**Task details:** Copy each line below that contains "Option".

(Saved data entries)
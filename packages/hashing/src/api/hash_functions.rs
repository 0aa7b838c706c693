//! Digest functions
//!
//! Hashing is fast and bounded by input size, so everything here runs
//! synchronously on the caller's thread.

use digest::Digest;

use crate::{HashAlgorithm, HashResult};

fn digest_with<D: Digest>(algorithm: HashAlgorithm, data: &[u8]) -> HashResult {
    let mut hasher = D::new();
    hasher.update(data);
    HashResult::new(algorithm, hasher.finalize().to_vec())
}

/// MD5 digest of `data`
#[must_use]
pub fn md5_hash(data: &[u8]) -> HashResult {
    digest_with::<::md5::Md5>(HashAlgorithm::Md5, data)
}

/// SHA-1 digest of `data`
#[must_use]
pub fn sha1_hash(data: &[u8]) -> HashResult {
    digest_with::<::sha1::Sha1>(HashAlgorithm::Sha1, data)
}

/// SHA-256 digest of `data`
#[must_use]
pub fn sha256_hash(data: &[u8]) -> HashResult {
    digest_with::<::sha2::Sha256>(HashAlgorithm::Sha256, data)
}

/// `crypto.md5`: 32 lowercase hex characters
#[must_use]
pub fn md5(input: &str) -> String {
    md5_hash(input.as_bytes()).to_hex()
}

/// `crypto.sha1`: 40 lowercase hex characters
#[must_use]
pub fn sha1(input: &str) -> String {
    sha1_hash(input.as_bytes()).to_hex()
}

/// `crypto.sha256`: 64 lowercase hex characters
#[must_use]
pub fn sha256(input: &str) -> String {
    sha256_hash(input.as_bytes()).to_hex()
}
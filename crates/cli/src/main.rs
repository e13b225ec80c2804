use std::path::PathBuf;

use clap::{Parser, Subcommand};

mod commands;
mod config;

#[derive(Parser)]
#[command(name = "folio")]
#[command(about = "Folio file preview CLI", long_about = None)]
#[command(version)]
struct Cli {
    #[command(subcommand)]
    action: Option<Action>,
}

#[derive(Subcommand)]
enum Action {
    /// Print a file's text content
    Print {
        file_id: u64,
        /// Fetch only the leading lines
        #[arg(long)]
        partial: bool,
        /// Prefix each line with its number
        #[arg(short = 'n', long)]
        line_numbers: bool,
    },

    /// Search a file's text content
    Search {
        file_id: u64,
        query: String,
        #[arg(short = 'c', long)]
        case_sensitive: bool,
        /// Treat the query as a regular expression
        #[arg(short = 'r', long)]
        regex: bool,
        #[arg(long)]
        partial: bool,
    },

    /// Show file metadata and how it would be previewed
    Metadata { file_id: u64 },

    /// Save the original file to disk
    Download {
        file_id: u64,
        /// Destination path (defaults to the file's name)
        #[arg(short, long)]
        output: Option<PathBuf>,
    },

    /// Display current configuration
    ShowConfig,

    /// Validate configuration file
    ValidateConfig,
}

fn main() {
    env_logger::init();
    let cli = Cli::parse();

    let result = match cli.action {
        Some(Action::Print {
            file_id,
            partial,
            line_numbers,
        }) => commands::print::run(file_id, partial, line_numbers),
        Some(Action::Search {
            file_id,
            query,
            case_sensitive,
            regex,
            partial,
        }) => commands::search::run(file_id, &query, case_sensitive, regex, partial),
        Some(Action::Metadata { file_id }) => commands::metadata::run(file_id),
        Some(Action::Download { file_id, output }) => commands::download::run(file_id, output),
        Some(Action::ShowConfig) => commands::show_config::run(),
        Some(Action::ValidateConfig) => commands::validate_config::run(),
        None => {
            use clap::CommandFactory;
            Cli::command().print_help().map_err(Into::into)
        }
    };

    if let Err(err) = result {
        eprintln!("Error: {err:#}");
        std::process::exit(1);
    }
}
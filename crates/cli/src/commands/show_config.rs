use anyhow::{Context, Result};
use folio_config::{AppConfig, config_path, default_config_contents};

pub fn run() -> Result<()> {
    let path = config_path().context("Could not determine config directory")?;

    if !path.exists() {
        println!("# Config file: {} (not created yet)", path.display());
        println!("# Using default configuration");
        println!();
        print!("{}", default_config_contents());
        println!();
        print_effective(&AppConfig::default());
        return Ok(());
    }

    println!("# Config file: {}", path.display());
    println!();

    let contents = std::fs::read_to_string(&path)
        .with_context(|| format!("Failed to read config file {}", path.display()))?;
    if contents.trim().is_empty() {
        println!("# (empty file - using defaults)");
    } else {
        print!("{}", contents);
        if !contents.ends_with('\n') {
            println!();
        }
    }

    println!();
    print_effective(&AppConfig::from_contents(&contents));
    Ok(())
}

fn print_effective(config: &AppConfig) {
    println!("# Effective values:");
    println!("base_url = {}", config.base_url);
    println!("virtual_scroll_threshold = {}", config.virtual_scroll_threshold);
    println!("overscan_rows = {}", config.overscan_rows);
    println!("partial_line_cap = {}", config.partial_line_cap);
    println!(
        "large_file_warning_mb = {}",
        config.large_file_warning_bytes / (1024 * 1024)
    );
    println!("word_wrap = {}", config.word_wrap);
    println!("request_timeout_secs = {}", config.request_timeout.as_secs());
    match &config.token_file {
        Some(path) => println!("token_file = {}", path.display()),
        None => println!("# token_file is not set"),
    }
}
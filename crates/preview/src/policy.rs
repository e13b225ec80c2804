use folio_fetch::FetchMode;

pub const DEFAULT_PARTIAL_LINE_CAP: usize = 500;
pub const DEFAULT_LARGE_FILE_WARNING_BYTES: u64 = 5 * 1024 * 1024;

/// When to skip a full load, and how much to ask for instead.
///
/// The line cap is enforced by the server. The client never trims what it
/// gets back, and the partial notice is shown whatever the returned length.
#[derive(Clone, Copy, Debug, PartialEq, Eq)]
pub struct PartialPreviewPolicy {
    pub line_cap: usize,
    pub warning_bytes: u64,
}

impl Default for PartialPreviewPolicy {
    fn default() -> Self {
        Self {
            line_cap: DEFAULT_PARTIAL_LINE_CAP,
            warning_bytes: DEFAULT_LARGE_FILE_WARNING_BYTES,
        }
    }
}

impl PartialPreviewPolicy {
    pub fn fetch_mode(&self, partial: bool) -> FetchMode {
        if partial {
            FetchMode::Partial {
                max_lines: self.line_cap,
            }
        } else {
            FetchMode::Full
        }
    }

    /// Whether a file of `file_size` bytes should ask before loading.
    /// Unknown sizes load directly.
    pub fn needs_warning(&self, file_size: Option<u64>) -> bool {
        file_size.is_some_and(|size| size > self.warning_bytes)
    }

    pub fn partial_notice(&self) -> String {
        format!(
            "Showing first {} lines only. Download file to view complete content.",
            self.line_cap
        )
    }

    pub fn large_file_banner(&self, line_count: usize, partial: bool) -> String {
        let mut banner = format!(
            "Large file: {} lines (virtual scrolling enabled)",
            group_thousands(line_count as u64)
        );
        if partial {
            banner.push_str(&format!(" (partial preview - first {} lines)", self.line_cap));
        }
        banner
    }

    pub fn warning_message(&self, file_size: u64) -> String {
        format!(
            "This file is {}, which exceeds the recommended preview size of {}.",
            format_file_size(file_size),
            format_file_size(self.warning_bytes)
        )
    }
}

/// `1500` -> `"1,500"`.
pub fn group_thousands(value: u64) -> String {
    let digits = value.to_string();
    let mut grouped = String::with_capacity(digits.len() + digits.len() / 3);
    for (idx, ch) in digits.chars().enumerate() {
        if idx > 0 && (digits.len() - idx) % 3 == 0 {
            grouped.push(',');
        }
        grouped.push(ch);
    }
    grouped
}

/// Human file size with up to two decimals: `1536` -> `"1.5 KB"`.
pub fn format_file_size(bytes: u64) -> String {
    const UNITS: [&str; 4] = ["Bytes", "KB", "MB", "GB"];

    if bytes == 0 {
        return "0 Bytes".to_string();
    }

    let mut unit = 0;
    let mut scaled = bytes as f64;
    while scaled >= 1024.0 && unit < UNITS.len() - 1 {
        scaled /= 1024.0;
        unit += 1;
    }

    let rounded = (scaled * 100.0).round() / 100.0;
    format!("{} {}", rounded, UNITS[unit])
}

**Solution for this task:**
    action: Option<Action>,
        output: Option<PathBuf>,
    pub fn needs_warning(&self, file_size: Option<u64>) -> bool {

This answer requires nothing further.